Belonging is a two-way street, and the path runs both ways. You have real power to cultivate belonging in your own life. And your organization has a responsibility, too. The most resilient workplaces don't happen by accident; they're designed by leaders who understand that people perform best when they feel genuinely included. The next section is for those leaders. But if that's not you right now, keep reading anyway. Knowing what good looks like helps you find it, ask for it, and recognize when it's missing.

Building a Workplace Where Belonging Prevents Burnout
Belonging at work is not a feeling you can manufacture with a team-building exercise. It emerges from the daily, accumulated experience of being treated like a full human being — not a headcount.

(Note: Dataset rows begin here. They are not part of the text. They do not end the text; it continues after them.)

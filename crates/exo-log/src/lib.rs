//! Structured logging for the exoplanet explorer.
//!
//! Console output with uptime timestamps and targets, plus a JSON log file in
//! debug builds. The filter honours `RUST_LOG` first, then the configured
//! `debug.log_level`.

use exo_config::Config;
use std::path::Path;
use tracing_subscriber::{EnvFilter, fmt, layer::SubscriberExt, util::SubscriberInitExt};

const DEFAULT_FILTER: &str = "info";

/// Name of the JSON log file written into the log directory.
pub const LOG_FILE_NAME: &str = "exoplanets.log";

/// Initialize the global tracing subscriber.
///
/// * `log_dir` - directory for the JSON log file (debug builds only)
/// * `debug_build` - enables the file layer
/// * `config` - optional configuration supplying the log level
///
/// Calling this twice is harmless: the second `try_init` fails silently.
pub fn init_logging(log_dir: Option<&Path>, debug_build: bool, config: Option<&Config>) {
    let env_filter = EnvFilter::try_from_default_env()
        .unwrap_or_else(|_| EnvFilter::new(filter_directive(config)));

    let console_layer = fmt::layer()
        .with_target(true)
        .with_level(true)
        .with_timer(fmt::time::uptime());

    let subscriber = tracing_subscriber::registry()
        .with(env_filter)
        .with(console_layer);

    if debug_build
        && let Some(log_dir) = log_dir
        && std::fs::create_dir_all(log_dir).is_ok()
        && let Ok(log_file) = std::fs::File::create(log_dir.join(LOG_FILE_NAME))
    {
        let file_layer = fmt::layer()
            .with_writer(log_file)
            .with_ansi(false)
            .with_target(true)
            .with_timer(fmt::time::uptime())
            .json();

        let _ = subscriber.with(file_layer).try_init();
        return;
    }

    let _ = subscriber.try_init();
}

/// The filter string used when `RUST_LOG` is unset.
pub fn filter_directive(config: Option<&Config>) -> String {
    match config {
        Some(config) if !config.debug.log_level.is_empty() => config.debug.log_level.clone(),
        _ => DEFAULT_FILTER.to_string(),
    }
}

/// `EnvFilter` built from the default directive.
pub fn default_env_filter() -> EnvFilter {
    EnvFilter::new(DEFAULT_FILTER)
}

The good news: the specific practices that build belonging are concrete, learnable, and within reach for any leader who's willing to be intentional.

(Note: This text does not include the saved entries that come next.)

//! The explorer session: one context object owning the catalog, the scene,
//! the camera and the navigation state. Hosts feed it [`SessionEvent`]s and
//! call [`Session::tick`] once per frame.

use std::fmt;
use std::path::PathBuf;

use exo_catalog::{
    CatalogError, DatasetSource, ExoplanetRecord, PlanetInfo, StarSystem, group_by_star,
    load_dataset,
};
use exo_config::{Config, SceneMode};
use exo_nav::{
    CameraView, FocusTarget, NavEffect, NavEvent, NavMode, NavigationParams, NavigationState,
    OrbitControls,
};
use exo_scene::{
    BodyId, BodyKind, GenerationOutcome, PopulationParams, Populator, SceneCamera, SceneGraph,
    StatusMessage, SystemChoice, TextureSet, advance_orbits, apply_parallax, pick_at_pointer,
    rotate_scene, viewport_to_ndc,
};
use glam::{Vec2, Vec3};
use tracing::{debug, info};

/// Everything a session needs from the configuration.
#[derive(Debug, Clone)]
pub struct SessionSettings {
    pub mode: SceneMode,
    pub population: PopulationParams,
    pub seed: Option<u64>,
    pub navigation: NavigationParams,
    pub fov_y: f32,
    pub near: f32,
    pub far: f32,
    pub viewport: Vec2,
    pub orbit_step: f32,
    pub rotation_step: f32,
    pub parallax_strength: f32,
    pub damping: f32,
    pub orbit_sensitivity: f32,
    pub asset_dir: PathBuf,
    pub universe_radius: f32,
    pub trace_navigation: bool,
}

impl SessionSettings {
    pub fn from_config(config: &Config) -> Self {
        let nav = &config.navigation;
        Self {
            mode: config.scene.mode,
            population: PopulationParams {
                planets_per_star: config.scene.planets_per_star as usize,
                star_field_extent: config.scene.star_field_extent,
                star_count: config.scene.star_count.map(|count| count as usize),
            },
            seed: config.scene.seed,
            navigation: NavigationParams {
                home: Vec3::from_array(nav.initial_camera),
                safe_distance: nav.safe_distance,
                transition_step: nav.transition_step,
            },
            fov_y: nav.fov_y_degrees.to_radians(),
            near: nav.near,
            far: nav.far,
            viewport: Vec2::new(config.window.width as f32, config.window.height as f32),
            orbit_step: nav.orbit_step,
            rotation_step: nav.rotation_step,
            parallax_strength: nav.parallax_strength,
            damping: nav.damping,
            orbit_sensitivity: config.input.orbit_sensitivity,
            asset_dir: config.scene.asset_dir.clone(),
            universe_radius: config.scene.universe_radius,
            trace_navigation: config.debug.trace_navigation,
        }
    }
}

impl Default for SessionSettings {
    fn default() -> Self {
        Self::from_config(&Config::default())
    }
}

/// Discrete user input, already translated from device events.
#[derive(Debug, Clone, Copy, PartialEq)]
pub enum SessionEvent {
    /// Click at a viewport position (pixels, origin top-left).
    Select { pointer: Vec2 },
    PointerMoved { pointer: Vec2 },
    Cancel,
    GenerateSystem,
    ToggleRotation,
    Resize { width: u32, height: u32 },
    /// Free-orbit drag in pixels.
    Orbit { delta: Vec2 },
    /// Free-orbit zoom in wheel lines.
    Zoom { amount: f32 },
}

/// Coarse navigation phase for display and logging.
#[derive(Debug, Clone, Copy, PartialEq, Eq)]
pub enum NavPhase {
    Overview,
    Transitioning,
    Focused,
}

impl fmt::Display for NavPhase {
    fn fmt(&self, f: &mut fmt::Formatter<'_>) -> fmt::Result {
        f.write_str(match self {
            NavPhase::Overview => "overview",
            NavPhase::Transitioning => "transitioning",
            NavPhase::Focused => "focused",
        })
    }
}

/// What the renderer needs after a tick.
#[derive(Debug, Clone, PartialEq)]
pub struct FrameSummary {
    pub frame: u64,
    pub phase: NavPhase,
    pub progress: Option<f32>,
    pub camera_position: Vec3,
    pub camera_forward: Vec3,
    pub bodies: usize,
    pub live_visuals: usize,
    pub scene_yaw: f32,
    pub background_tilt: Vec2,
    pub rotation_enabled: bool,
    pub orbit_controls_enabled: bool,
}

pub struct Session {
    settings: SessionSettings,
    records: Vec<ExoplanetRecord>,
    systems: Vec<StarSystem>,
    scene: SceneGraph,
    camera: SceneCamera,
    textures: TextureSet,
    populator: Populator,
    nav: NavigationState,
    orbit_controls: OrbitControls,
    rotation_enabled: bool,
    viewport: Vec2,
    selected: Option<BodyId>,
    info: Option<PlanetInfo>,
    frame: u64,
}

impl Session {
    /// Fetch the catalog and build a session. A failed fetch or parse leaves
    /// no session at all.
    pub fn load(settings: SessionSettings, source: &DatasetSource) -> Result<Self, CatalogError> {
        let records = load_dataset(source)?;
        Ok(Self::new(settings, records))
    }

    /// Build a session over already-loaded records and generate the first
    /// scene.
    pub fn new(settings: SessionSettings, records: Vec<ExoplanetRecord>) -> Self {
        let systems = group_by_star(&records);
        info!(
            records = records.len(),
            systems = systems.len(),
            mode = ?settings.mode,
            "starting session"
        );

        let viewport = settings.viewport;
        let camera = SceneCamera::new(
            settings.navigation.home,
            settings.fov_y,
            aspect(viewport),
            settings.near,
            settings.far,
        );
        // Free orbit stays inside the background sphere.
        let mut orbit_controls = OrbitControls::new(settings.damping, settings.orbit_sensitivity);
        orbit_controls.distance_max = settings.universe_radius.max(orbit_controls.distance_min);
        let mut session = Self {
            textures: TextureSet::resolve(&settings.asset_dir),
            populator: Populator::new(settings.population.clone(), settings.seed),
            nav: NavigationState::new(settings.navigation),
            orbit_controls,
            scene: SceneGraph::new(),
            camera,
            records,
            systems,
            rotation_enabled: false,
            viewport,
            selected: None,
            info: None,
            frame: 0,
            settings,
        };
        session.generate(SystemChoice::Random);
        session
    }

    pub fn handle(&mut self, event: SessionEvent) {
        match event {
            SessionEvent::Select { pointer } => self.select(pointer),
            SessionEvent::PointerMoved { pointer } => {
                if self.nav.is_overview() {
                    let ndc = viewport_to_ndc(pointer, self.viewport);
                    apply_parallax(&mut self.scene, ndc, self.settings.parallax_strength);
                }
            }
            SessionEvent::Cancel => self.navigate(NavEvent::Cancel),
            SessionEvent::GenerateSystem => {
                self.generate(SystemChoice::Random);
            }
            SessionEvent::ToggleRotation => {
                self.rotation_enabled = !self.rotation_enabled;
                info!(enabled = self.rotation_enabled, "scene rotation toggled");
            }
            SessionEvent::Resize { width, height } => {
                if width > 0 && height > 0 {
                    self.viewport = Vec2::new(width as f32, height as f32);
                    self.camera.set_aspect_ratio(self.viewport.x, self.viewport.y);
                }
            }
            SessionEvent::Orbit { delta } => self.orbit_controls.rotate(delta),
            SessionEvent::Zoom { amount } => self.orbit_controls.zoom(amount),
        }
    }

    /// Advance one frame: orbits, scene rotation, camera transition, then
    /// free-orbit controls.
    pub fn tick(&mut self) -> FrameSummary {
        advance_orbits(
            &mut self.scene,
            self.populator.planets(),
            self.settings.orbit_step,
        );
        if self.rotation_enabled && self.nav.is_overview() {
            rotate_scene(&mut self.scene, self.settings.rotation_step);
        }
        self.navigate(NavEvent::Frame);
        self.orbit_controls.update(&mut self.camera);

        self.frame += 1;
        self.summary()
    }

    /// Replace the scene with a new generation. Any focus is dropped and the
    /// camera returns home.
    pub fn generate(&mut self, choice: SystemChoice) -> GenerationOutcome {
        self.nav = NavigationState::new(self.settings.navigation);
        self.orbit_controls.disable();
        self.camera.position = self.settings.navigation.home;
        self.camera.look_at(Vec3::ZERO);
        self.selected = None;
        self.info = None;

        match self.settings.mode {
            SceneMode::SingleSystem => {
                self.populator
                    .populate_system(&mut self.scene, &self.systems, choice)
            }
            SceneMode::MultiStar => self
                .populator
                .populate_star_field(&mut self.scene, &self.records),
        }
    }

    /// Bodies a click may hit right now: the displayed system's planets, or
    /// in a star field either every star or the focused star's planets.
    pub fn candidates(&self) -> Vec<BodyId> {
        match self.settings.mode {
            SceneMode::SingleSystem => self.populator.planets().to_vec(),
            SceneMode::MultiStar if self.nav.focused().is_some() => {
                self.populator.planets().to_vec()
            }
            SceneMode::MultiStar => self.populator.stars(),
        }
    }

    fn select(&mut self, pointer: Vec2) {
        // The fly-in owns the selection until it lands.
        if self.nav.is_transitioning() {
            debug!(?pointer, "click ignored mid-transition");
            return;
        }
        let candidates = self.candidates();
        let Some(hit) = pick_at_pointer(
            &self.scene,
            &self.camera,
            pointer,
            self.viewport,
            &candidates,
        ) else {
            debug!(?pointer, "click hit nothing");
            return;
        };
        let Some(body) = self.scene.get(hit.body) else {
            return;
        };

        if let Some(record) = &body.record {
            let info = PlanetInfo::from_record(record);
            info!(body = ?hit.body, name = %record.display_name(), "selected");
            self.info = Some(info);
            self.selected = Some(hit.body);
        }

        if body.kind == BodyKind::Star {
            let Some(position) = self.scene.world_position(hit.body) else {
                return;
            };
            self.navigate(NavEvent::Pick(FocusTarget {
                body: hit.body,
                position,
            }));
        }
    }

    fn navigate(&mut self, event: NavEvent) {
        let view = CameraView {
            position: self.camera.position,
        };
        let effects = self.nav.handle(event, &view);
        for effect in effects {
            self.apply(effect);
        }
    }

    fn apply(&mut self, effect: NavEffect) {
        if self.settings.trace_navigation {
            debug!(?effect, "navigation effect");
        }
        match effect {
            NavEffect::MoveCamera { position, look_at } => {
                self.camera.position = position;
                self.camera.look_at(look_at);
            }
            NavEffect::EnableOrbitControls { target } => {
                self.orbit_controls.enable(target, self.camera.position);
            }
            NavEffect::DisableOrbitControls => self.orbit_controls.disable(),
            NavEffect::PopulatePlanets(star) => {
                self.populator
                    .populate_planets_around(&mut self.scene, star, &self.records);
            }
            NavEffect::ClearPlanets => {
                self.populator.clear_planets(&mut self.scene);
                if self.selected.is_some_and(|id| !self.scene.contains(id)) {
                    self.selected = None;
                    self.info = None;
                }
            }
        }
    }

    /// Viewport pixel position of a body's center, if it is on screen.
    pub fn screen_position(&self, body: BodyId) -> Option<Vec2> {
        let world = self.scene.world_position(body)?;
        let ndc = self.camera.world_to_ndc(world)?;
        if ndc.abs().max_element() > 1.0 {
            return None;
        }
        Some(Vec2::new(
            (ndc.x + 1.0) * 0.5 * self.viewport.x,
            (1.0 - ndc.y) * 0.5 * self.viewport.y,
        ))
    }

    pub fn summary(&self) -> FrameSummary {
        let phase = match self.nav.mode() {
            NavMode::Overview => NavPhase::Overview,
            NavMode::Transitioning(_) => NavPhase::Transitioning,
            NavMode::FocusedOnStar(_) => NavPhase::Focused,
        };
        FrameSummary {
            frame: self.frame,
            phase,
            progress: self.nav.progress(),
            camera_position: self.camera.position,
            camera_forward: self.camera.forward(),
            bodies: self.scene.len(),
            live_visuals: self.scene.live_visuals(),
            scene_yaw: self.scene.yaw(),
            background_tilt: self.scene.background_tilt(),
            rotation_enabled: self.rotation_enabled,
            orbit_controls_enabled: self.orbit_controls.is_enabled(),
        }
    }

    /// Info panel contents: the selection's rows, or the current hint.
    pub fn panel_text(&self) -> String {
        match &self.info {
            Some(info) => info.to_string(),
            None => self.status().to_string(),
        }
    }

    pub fn status(&self) -> StatusMessage {
        self.populator.status()
    }

    pub fn info(&self) -> Option<&PlanetInfo> {
        self.info.as_ref()
    }

    pub fn selected(&self) -> Option<BodyId> {
        self.selected
    }

    pub fn navigation(&self) -> &NavigationState {
        &self.nav
    }

    pub fn orbit_controls(&self) -> &OrbitControls {
        &self.orbit_controls
    }

    pub fn scene(&self) -> &SceneGraph {
        &self.scene
    }

    pub fn camera(&self) -> &SceneCamera {
        &self.camera
    }

    pub fn textures(&self) -> &TextureSet {
        &self.textures
    }

    pub fn systems(&self) -> &[StarSystem] {
        &self.systems
    }

    pub fn stars(&self) -> Vec<BodyId> {
        self.populator.stars()
    }

    pub fn planets(&self) -> &[BodyId] {
        self.populator.planets()
    }

    pub fn mode(&self) -> SceneMode {
        self.settings.mode
    }

    pub fn settings(&self) -> &SessionSettings {
        &self.settings
    }

    pub fn rotation_enabled(&self) -> bool {
        self.rotation_enabled
    }

    pub fn viewport(&self) -> Vec2 {
        self.viewport
    }
}

fn aspect(viewport: Vec2) -> f32 {
    if viewport.x > 0.0 && viewport.y > 0.0 {
        viewport.x / viewport.y
    } else {
        16.0 / 9.0
    }
}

Make people visible consistently, not just in performance reviews
Recognition is one of the strongest predictors of belonging. Not annual awards, but regular, specific acknowledgment: "That question you raised in the meeting yesterday changed how I was thinking about this." Knowing that your contributions are seen is profoundly protective against the kind of invisible exhaustion that becomes burnout.

Create genuine psychological safety (starting with yourself)
Psychological safety, the belief that you can speak up, admit uncertainty, or disagree without punishment, is the soil in which belonging grows. Leaders set this tone by modeling it: sharing their own mistakes, inviting pushback, and responding to bad news without shooting the messenger.

Design for inclusion, not just for access
There's a difference between inviting someone to the table and creating conditions where they can actually contribute. Inclusion is active: rotating who leads meetings, soliciting quieter voices, and designing decisions so that input from all levels of the organization genuinely influences outcomes. When people see their perspectives shape results, they feel they belong.

Address the "hidden tax" on marginalized employees
Employees from underrepresented groups often carry an invisible workload (ex, code-switching, managing bias, absorbing microaggressions) that compounds exhaustion significantly. Belonging for these employees requires more than good intentions. It requires examining systems, addressing inequities, and creating structures where difference is genuinely safe.

These aren't soft interventions. They are the structural work that makes wellness programs actually work. A meditation app cannot compensate for a team where people don't feel safe to be honest. Belonging has to be built into how the work runs, not bolted on afterward.

Belonging Audit (what to ask your team)

Do people feel safe disagreeing with leadership?
Is recognition specific, timely, and consistent?
Do quieter voices get space in group settings?
Are diverse perspectives reflected in decisions?
Do people know their work connects to a larger purpose?
Is asking for help normalized, not penalized?
Are managers trained to notice disconnection early?
Would employees say they feel genuinely valued?
One action for leaders this week: In your next one-on-one, ask, "Is there anything you need from me that you haven't felt able to ask for?" Then listen without fixing. The question alone signals that belonging here is possible.
Belonging is a Practice, Not a Perk
The research is clear: people who feel they belong burn out less, recover faster, stay longer, and show up more fully. But belonging is not a program you roll out once a year. It is a quality of attention: the steady, repeated choice to see people, include people, and let yourself be seen in return.

Whether you're reading this as an individual trying to find your footing or a leader trying to build something worth belonging to, the starting point is the same. Start with honesty. Start with one person. Start today.